I was diagnosed with Stage IV cancer a few short days before my 24th birthday in 2019. Being diagnosed with colorectal cancer in your 20s is an absolute nightmare. In a couple weeks between diagnosis and meeting with my oncology team, I got all my scans to determine which treatment I needed. Due to my tumor size I was told that I needed radiation and chemotherapy pills, then after a break another four months of IV chemotherapy. At that time, no one prepared me for the heartbreaking side effects to my body that would follow treatment.
My mind first went to hair loss, because that is what is always associated with cancer. I did lose about half of my hair during chemotherapy, but I knew it was bound to grow back and I was just lucky that I did not lose it all. My oncologist also spoke to me about how my pelvic bones could experience late acting side effects from the 25 rounds of radiation. My world was standing still when I was being told about all these side effects I could or would experience. Everything was going in one ear out the other, it was an exhausting, emotionally draining day.

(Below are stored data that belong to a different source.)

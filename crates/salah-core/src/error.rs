//! Error types shared by the host app and the widget.
//!
//! Library code returns the narrow enums below; binaries fold them into
//! [`AppError`] and show [`AppError::user_message`] to people while the
//! `Display` text goes to the log.

use thiserror::Error;

#[derive(Debug, Error)]
pub enum AppError {
    #[error("Network error: {0}")]
    Network(#[from] NetworkError),

    #[error("Settings store error: {0}")]
    Database(#[from] DatabaseError),

    #[error("Configuration error: {0}")]
    Config(#[from] ConfigError),

    #[error("Location error: {0}")]
    Location(#[from] LocationError),

    #[error("Calculation error: {0}")]
    Calculation(#[from] CalculationError),

    #[error("I/O error: {0}")]
    Io(#[from] std::io::Error),

    #[error("{0}")]
    Other(#[from] anyhow::Error),
}

impl AppError {
    /// Short text fit for a widget entry or a terminal line
    pub fn user_message(&self) -> &'static str {
        match self {
            AppError::Network(e) => e.user_message(),
            AppError::Database(e) => e.user_message(),
            AppError::Config(e) => e.user_message(),
            AppError::Location(e) => e.user_message(),
            AppError::Calculation(e) => e.user_message(),
            AppError::Io(_) => "Could not read or write a local file.",
            AppError::Other(_) => "Something went wrong.",
        }
    }
}

/// HTTP failures talking to the geocoding service
#[derive(Debug, Error)]
pub enum NetworkError {
    #[error("Could not reach server: {0}")]
    Unreachable(String),

    #[error("Request timed out")]
    Timeout,

    #[error("HTTP {status}: {message}")]
    Status { status: u16, message: String },

    #[error("Malformed response body: {0}")]
    Decode(String),
}

impl NetworkError {
    pub fn user_message(&self) -> &'static str {
        match self {
            NetworkError::Unreachable(_) => "No connection to the place-name service.",
            NetworkError::Timeout => "The place-name service did not answer in time.",
            NetworkError::Status { status, .. } if *status == 429 => {
                "Too many place-name lookups. Try again in a minute."
            }
            NetworkError::Status { status, .. } if *status >= 500 => {
                "The place-name service is down."
            }
            NetworkError::Status { .. } | NetworkError::Decode(_) => {
                "The place-name service sent an unexpected answer."
            }
        }
    }
}

/// Failures of the shared SQLite settings store
#[derive(Debug, Error)]
pub enum DatabaseError {
    #[error("Cannot open settings store: {0}")]
    Open(String),

    #[error("Settings query failed: {0}")]
    Query(String),

    #[error("Settings store is corrupt: {0}")]
    Corrupt(String),

    #[error("Settings schema update failed: {0}")]
    Schema(String),
}

impl DatabaseError {
    pub fn user_message(&self) -> &'static str {
        match self {
            DatabaseError::Open(_) | DatabaseError::Schema(_) => {
                "Saved settings could not be opened."
            }
            DatabaseError::Query(_) => "Saving settings failed.",
            DatabaseError::Corrupt(_) => "Saved settings are damaged; reset them to continue.",
        }
    }
}

/// Problems with `config.toml`
#[derive(Debug, Error)]
pub enum ConfigError {
    #[error("Cannot parse {path}: {message}")]
    Parse { path: String, message: String },

    #[error("Invalid configuration: {0}")]
    Invalid(String),
}

impl ConfigError {
    pub fn user_message(&self) -> &'static str {
        match self {
            ConfigError::Parse { .. } => "config.toml is not valid TOML.",
            ConfigError::Invalid(_) => "config.toml has invalid values.",
        }
    }
}

/// Device location failures
#[derive(Debug, Error)]
pub enum LocationError {
    #[error("Location permission denied")]
    PermissionDenied,

    #[error("Location permission not yet requested")]
    NotDetermined,

    #[error("Location service unavailable")]
    ServiceUnavailable,

    #[error("Location request timed out")]
    Timeout,
}

impl LocationError {
    pub fn user_message(&self) -> &'static str {
        match self {
            LocationError::PermissionDenied => {
                "Location access denied. Please enable in Settings."
            }
            LocationError::NotDetermined => "Location not available",
            LocationError::ServiceUnavailable | LocationError::Timeout => "Location unavailable",
        }
    }
}

/// Prayer time computation failures
#[derive(Debug, Error)]
pub enum CalculationError {
    #[error("Invalid coordinates: {latitude}, {longitude}")]
    InvalidCoordinates { latitude: f64, longitude: f64 },

    #[error("Invalid date: {0}")]
    InvalidDate(String),

    #[error("Sun transit, sunrise or sunset cannot be computed for {0}")]
    Unavailable(String),
}

impl CalculationError {
    pub fn user_message(&self) -> &'static str {
        match self {
            CalculationError::InvalidCoordinates { .. } => "Invalid location coordinates.",
            CalculationError::InvalidDate(_) | CalculationError::Unavailable(_) => {
                "Prayer times unavailable"
            }
        }
    }
}

/// Classify a `reqwest` failure
pub trait ReqwestErrorExt {
    fn into_network_error(self) -> NetworkError;
}

impl ReqwestErrorExt for reqwest::Error {
    fn into_network_error(self) -> NetworkError {
        if self.is_timeout() {
            return NetworkError::Timeout;
        }
        match self.status() {
            Some(status) => NetworkError::Status {
                status: status.as_u16(),
                message: self.to_string(),
            },
            None if self.is_decode() => NetworkError::Decode(self.to_string()),
            None => NetworkError::Unreachable(self.to_string()),
        }
    }
}

/// Classify a `rusqlite` failure
pub trait RusqliteErrorExt {
    fn into_database_error(self) -> DatabaseError;
}

impl RusqliteErrorExt for rusqlite::Error {
    fn into_database_error(self) -> DatabaseError {
        let code = self.sqlite_error_code();
        match code {
            Some(rusqlite::ErrorCode::DatabaseCorrupt | rusqlite::ErrorCode::NotADatabase) => {
                DatabaseError::Corrupt(self.to_string())
            }
            Some(rusqlite::ErrorCode::CannotOpen) => DatabaseError::Open(self.to_string()),
            _ => DatabaseError::Query(self.to_string()),
        }
    }
}

#[cfg(test)]
mod tests {
    #![allow(clippy::unwrap_used)]
    use super::*;

    #[test]
    fn test_every_variant_has_a_message() {
        let errors = [
            AppError::from(NetworkError::Timeout),
            AppError::from(DatabaseError::Query("disk full".into())),
            AppError::from(ConfigError::Invalid("timeline.step_minutes".into())),
            AppError::from(LocationError::PermissionDenied),
            AppError::from(CalculationError::Unavailable("2024-06-21".into())),
        ];

        for error in &errors {
            assert!(!error.user_message().is_empty(), "{error}");
        }
    }

    #[test]
    fn test_location_failures_read_as_unavailable() {
        for error in [LocationError::Timeout, LocationError::ServiceUnavailable] {
            assert_eq!(AppError::from(error).user_message(), "Location unavailable");
        }
    }

    #[test]
    fn test_rate_limited_status_has_own_message() {
        let limited = NetworkError::Status {
            status: 429,
            message: "slow down".into(),
        };
        let down = NetworkError::Status {
            status: 503,
            message: "maintenance".into(),
        };
        assert_ne!(limited.user_message(), down.user_message());
    }

    #[test]
    fn test_corrupt_file_is_classified() {
        let dir = tempfile::tempdir().unwrap();
        let path = dir.path().join("garbage.sqlite");
        std::fs::write(&path, [b'x'; 4096]).unwrap();

        let err = rusqlite::Connection::open(&path)
            .and_then(|conn| conn.execute_batch("SELECT * FROM sqlite_master"))
            .unwrap_err();
        assert!(matches!(err.into_database_error(), DatabaseError::Corrupt(_)));
    }
}
//! Solar position for prayer time computation.
//!
//! Low-precision solar coordinates after Meeus, "Astronomical Algorithms"
//! (chapters 12, 13, 15, 22 and 25). All angles are degrees unless a name
//! says otherwise. Event times are fractional hours of UT counted from
//! midnight of the requested date and may fall outside 0..24; they are NaN
//! when the sun never reaches the requested altitude.

use chrono::{Datelike, NaiveDate};

use crate::types::Coordinates;

/// Apparent altitude of the sun's upper limb at sunrise/sunset,
/// including standard refraction.
const SUNRISE_ALTITUDE: f64 = -50.0 / 60.0;

/// J2000.0 epoch as a Julian day.
const J2000: f64 = 2_451_545.0;

fn unwind_angle(angle: f64) -> f64 {
    angle.rem_euclid(360.0)
}

fn closest_angle(angle: f64) -> f64 {
    if (-180.0..=180.0).contains(&angle) {
        angle
    } else {
        angle - 360.0 * (angle / 360.0).round()
    }
}

fn normalize_to_scale(value: f64, max: f64) -> f64 {
    value - max * (value / max).floor()
}

/// Julian day at `hours` UT on the given civil date.
pub fn julian_day(year: i32, month: u32, day: u32, hours: f64) -> f64 {
    let (y, m) = if month > 2 {
        (year, month as i32)
    } else {
        (year - 1, month as i32 + 12)
    };
    let d = f64::from(day) + hours / 24.0;
    let a = y / 100;
    let b = 2 - a + a / 4;
    let i0 = (365.25 * f64::from(y + 4716)).trunc();
    let i1 = (30.6001 * f64::from(m + 1)).trunc();
    i0 + i1 + d + f64::from(b) - 1524.5
}

pub fn julian_century(julian_day: f64) -> f64 {
    (julian_day - J2000) / 36525.0
}

fn mean_solar_longitude(t: f64) -> f64 {
    unwind_angle(280.466_456_7 + 36_000.769_83 * t + 0.000_303_2 * t * t)
}

fn mean_lunar_longitude(t: f64) -> f64 {
    unwind_angle(218.3165 + 481_267.8813 * t)
}

fn ascending_lunar_node_longitude(t: f64) -> f64 {
    unwind_angle(
        125.044_52 - 1_934.136_261 * t + 0.002_070_8 * t * t + t * t * t / 450_000.0,
    )
}

fn mean_solar_anomaly(t: f64) -> f64 {
    unwind_angle(357.529_11 + 35_999.050_29 * t - 0.000_153_7 * t * t)
}

fn solar_equation_of_the_center(t: f64, mean_anomaly: f64) -> f64 {
    let m = mean_anomaly.to_radians();
    (1.914_602 - 0.004_817 * t - 0.000_014 * t * t) * m.sin()
        + (0.019_993 - 0.000_101 * t) * (2.0 * m).sin()
        + 0.000_289 * (3.0 * m).sin()
}

fn apparent_solar_longitude(t: f64, mean_longitude: f64) -> f64 {
    let longitude = mean_longitude + solar_equation_of_the_center(t, mean_solar_anomaly(t));
    let omega = 125.04 - 1_934.136 * t;
    unwind_angle(longitude - 0.005_69 - 0.004_78 * omega.to_radians().sin())
}

fn mean_obliquity_of_the_ecliptic(t: f64) -> f64 {
    23.439_291 - 0.013_004_167 * t - 0.000_000_163_9 * t * t + 0.000_000_503_6 * t * t * t
}

fn apparent_obliquity_of_the_ecliptic(t: f64, mean_obliquity: f64) -> f64 {
    let o = 125.04 - 1_934.136 * t;
    mean_obliquity + 0.002_56 * o.to_radians().cos()
}

/// Mean sidereal time at Greenwich for the instant `t` (Julian centuries).
pub fn mean_sidereal_time(t: f64) -> f64 {
    let jd = t * 36525.0 + J2000;
    unwind_angle(
        280.460_618_37 + 360.985_647_366_29 * (jd - J2000) + 0.000_387_933 * t * t
            - t * t * t / 38_710_000.0,
    )
}

fn nutation_in_longitude(solar_longitude: f64, lunar_longitude: f64, node: f64) -> f64 {
    let l0 = solar_longitude.to_radians();
    let lp = lunar_longitude.to_radians();
    let omega = node.to_radians();
    (-17.2 / 3600.0) * omega.sin() - (1.32 / 3600.0) * (2.0 * l0).sin()
        - (0.23 / 3600.0) * (2.0 * lp).sin()
        + (0.21 / 3600.0) * (2.0 * omega).sin()
}

fn nutation_in_obliquity(solar_longitude: f64, lunar_longitude: f64, node: f64) -> f64 {
    let l0 = solar_longitude.to_radians();
    let lp = lunar_longitude.to_radians();
    let omega = node.to_radians();
    (9.2 / 3600.0) * omega.cos() + (0.57 / 3600.0) * (2.0 * l0).cos()
        + (0.10 / 3600.0) * (2.0 * lp).cos()
        - (0.09 / 3600.0) * (2.0 * omega).cos()
}

fn altitude_of_celestial_body(latitude: f64, declination: f64, hour_angle: f64) -> f64 {
    let phi = latitude.to_radians();
    let delta = declination.to_radians();
    let h = hour_angle.to_radians();
    (phi.sin() * delta.sin() + phi.cos() * delta.cos() * h.cos())
        .asin()
        .to_degrees()
}

fn interpolate(y2: f64, y1: f64, y3: f64, n: f64) -> f64 {
    let a = y2 - y1;
    let b = y3 - y2;
    let c = b - a;
    y2 + (n / 2.0) * (a + b + n * c)
}

fn interpolate_angles(y2: f64, y1: f64, y3: f64, n: f64) -> f64 {
    let a = unwind_angle(y2 - y1);
    let b = unwind_angle(y3 - y2);
    let c = b - a;
    y2 + (n / 2.0) * (a + b + n * c)
}

/// Apparent equatorial position of the sun at 0h UT of a Julian day.
#[derive(Debug, Clone, Copy)]
pub struct SolarCoordinates {
    pub declination: f64,
    pub right_ascension: f64,
    pub apparent_sidereal_time: f64,
}

impl SolarCoordinates {
    pub fn new(julian_day: f64) -> Self {
        let t = julian_century(julian_day);
        let l0 = mean_solar_longitude(t);
        let lp = mean_lunar_longitude(t);
        let omega = ascending_lunar_node_longitude(t);
        let lambda = apparent_solar_longitude(t, l0).to_radians();
        let theta0 = mean_sidereal_time(t);
        let delta_psi = nutation_in_longitude(l0, lp, omega);
        let delta_epsilon = nutation_in_obliquity(l0, lp, omega);
        let epsilon0 = mean_obliquity_of_the_ecliptic(t);
        let epsilon_apparent = apparent_obliquity_of_the_ecliptic(t, epsilon0).to_radians();

        let declination = (epsilon_apparent.sin() * lambda.sin()).asin().to_degrees();
        let right_ascension = unwind_angle(
            (epsilon_apparent.cos() * lambda.sin())
                .atan2(lambda.cos())
                .to_degrees(),
        );
        let apparent_sidereal_time =
            theta0 + delta_psi * (epsilon0 + delta_epsilon).to_radians().cos();

        Self {
            declination,
            right_ascension,
            apparent_sidereal_time,
        }
    }
}

/// Solar events for one date at one place.
#[derive(Debug, Clone)]
pub struct SolarTime {
    observer: Coordinates,
    solar: SolarCoordinates,
    prev_solar: SolarCoordinates,
    next_solar: SolarCoordinates,
    approx_transit: f64,
    pub transit: f64,
    pub sunrise: f64,
    pub sunset: f64,
}

impl SolarTime {
    pub fn new(date: NaiveDate, observer: Coordinates) -> Self {
        let jd = julian_day(date.year(), date.month(), date.day(), 0.0);
        let prev_solar = SolarCoordinates::new(jd - 1.0);
        let solar = SolarCoordinates::new(jd);
        let next_solar = SolarCoordinates::new(jd + 1.0);

        let approx_transit = normalize_to_scale(
            (solar.right_ascension - observer.longitude - solar.apparent_sidereal_time) / 360.0,
            1.0,
        );

        let mut time = Self {
            observer,
            solar,
            prev_solar,
            next_solar,
            approx_transit,
            transit: f64::NAN,
            sunrise: f64::NAN,
            sunset: f64::NAN,
        };
        time.transit = time.corrected_transit();
        time.sunrise = time.hour_angle(SUNRISE_ALTITUDE, false);
        time.sunset = time.hour_angle(SUNRISE_ALTITUDE, true);
        time
    }

    fn corrected_transit(&self) -> f64 {
        let m0 = self.approx_transit;
        let lw = -self.observer.longitude;
        let theta = unwind_angle(self.solar.apparent_sidereal_time + 360.985_647 * m0);
        let alpha = unwind_angle(interpolate_angles(
            self.solar.right_ascension,
            self.prev_solar.right_ascension,
            self.next_solar.right_ascension,
            m0,
        ));
        let h = closest_angle(theta - lw - alpha);
        (m0 + h / -360.0) * 24.0
    }

    /// Time at which the sun crosses `altitude`, before or after transit.
    pub fn hour_angle(&self, altitude: f64, after_transit: bool) -> f64 {
        let m0 = self.approx_transit;
        let lw = -self.observer.longitude;
        let phi = self.observer.latitude.to_radians();
        let delta2 = self.solar.declination.to_radians();

        let cos_h0 =
            (altitude.to_radians().sin() - phi.sin() * delta2.sin()) / (phi.cos() * delta2.cos());
        let h0 = cos_h0.acos().to_degrees();
        let m = if after_transit {
            m0 + h0 / 360.0
        } else {
            m0 - h0 / 360.0
        };

        let theta = unwind_angle(self.solar.apparent_sidereal_time + 360.985_647 * m);
        let alpha = unwind_angle(interpolate_angles(
            self.solar.right_ascension,
            self.prev_solar.right_ascension,
            self.next_solar.right_ascension,
            m,
        ));
        let delta = interpolate(
            self.solar.declination,
            self.prev_solar.declination,
            self.next_solar.declination,
            m,
        );
        let h = theta - lw - alpha;
        let altitude_at_m = altitude_of_celestial_body(self.observer.latitude, delta, h);
        let correction = (altitude_at_m - altitude)
            / (360.0 * delta.to_radians().cos() * phi.cos() * h.to_radians().sin());
        (m + correction) * 24.0
    }

    /// Time at which an object's shadow is `shadow_length` times its height
    /// plus the noon shadow.
    pub fn afternoon(&self, shadow_length: f64) -> f64 {
        let tangent = (self.observer.latitude - self.solar.declination).abs();
        let inverse = shadow_length + tangent.to_radians().tan();
        let angle = (1.0 / inverse).atan().to_degrees();
        self.hour_angle(angle, true)
    }
}

#[cfg(test)]
mod tests {
    #![allow(clippy::unwrap_used)]
    use super::*;

    fn assert_close(actual: f64, expected: f64, tolerance: f64) {
        assert!(
            (actual - expected).abs() <= tolerance,
            "expected {expected} ± {tolerance}, got {actual}"
        );
    }

    #[test]
    fn test_julian_day_reference_dates() {
        // Meeus example 7.a and the J2000 epoch
        assert_close(julian_day(1957, 10, 4, 19.0 + 26.0 / 60.0 + 24.0 / 3600.0), 2_436_116.31, 0.001);
        assert_close(julian_day(2000, 1, 1, 12.0), J2000, 1e-9);
        assert_close(julian_day(1992, 10, 13, 0.0), 2_448_908.5, 1e-9);
    }

    #[test]
    fn test_mean_sidereal_time_meeus_12a() {
        let t = julian_century(2_446_895.5);
        assert_close(mean_sidereal_time(t), 197.693_195, 1e-4);
    }

    #[test]
    fn test_solar_coordinates_meeus_25a() {
        let solar = SolarCoordinates::new(2_448_908.5);
        assert_close(solar.declination, -7.785_07, 1e-3);
        assert_close(solar.right_ascension, 198.380_83, 1e-3);
    }

    #[test]
    fn test_angle_helpers() {
        assert_close(unwind_angle(-45.0), 315.0, 1e-9);
        assert_close(unwind_angle(725.0), 5.0, 1e-9);
        assert_close(closest_angle(350.0), -10.0, 1e-9);
        assert_close(closest_angle(-190.0), 170.0, 1e-9);
        assert_close(normalize_to_scale(1.25, 1.0), 0.25, 1e-9);
        assert_close(normalize_to_scale(-0.25, 1.0), 0.75, 1e-9);
    }

    #[test]
    fn test_dhaka_solstice_events() {
        let date = NaiveDate::from_ymd_opt(2024, 6, 21).unwrap();
        let time = SolarTime::new(date, Coordinates::new(23.777176, 90.399452));

        // Local noon in Dhaka (UTC+6) is close to 06:00 UT
        assert!((5.8..6.2).contains(&time.transit), "transit {}", time.transit);
        assert!(time.sunrise < time.transit && time.transit < time.sunset);

        let day_length = time.sunset - time.sunrise;
        assert!((13.0..14.0).contains(&day_length), "day length {day_length}");
    }

    #[test]
    fn test_asr_follows_shadow_length() {
        let date = NaiveDate::from_ymd_opt(2024, 6, 21).unwrap();
        let time = SolarTime::new(date, Coordinates::new(23.777176, 90.399452));
        let shafi = time.afternoon(1.0);
        let hanafi = time.afternoon(2.0);
        assert!(time.transit < shafi && shafi < hanafi && hanafi < time.sunset);
    }

    #[test]
    fn test_midnight_sun_has_no_sunset() {
        let date = NaiveDate::from_ymd_opt(2024, 6, 21).unwrap();
        let time = SolarTime::new(date, Coordinates::new(69.6492, 18.9553));
        assert!(time.transit.is_finite());
        assert!(time.sunrise.is_nan());
        assert!(time.sunset.is_nan());
    }
}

But the side effect I never in a million years thought about while getting my diagnosis was infertility. I was told how pelvic radiation essentially burns your uterus during treatment. At just 24 years old, I had to accept the fact I would never be able to conceive or carry a pregnancy to term. A few days before my colectomy surgery, I received a call from my gynecologist explaining the benefits of undergoing a hysterectomy during my upcoming surgery. So, there I sat at almost 25 years old trying to prepare for my upcoming colectomy and hysterectomy.
When people ask the hardest part of having cancer, I always say that it’s not the fact that I have cancer, it is the fact that one disease took away one of the things I have always wanted in life: my ability to carry children.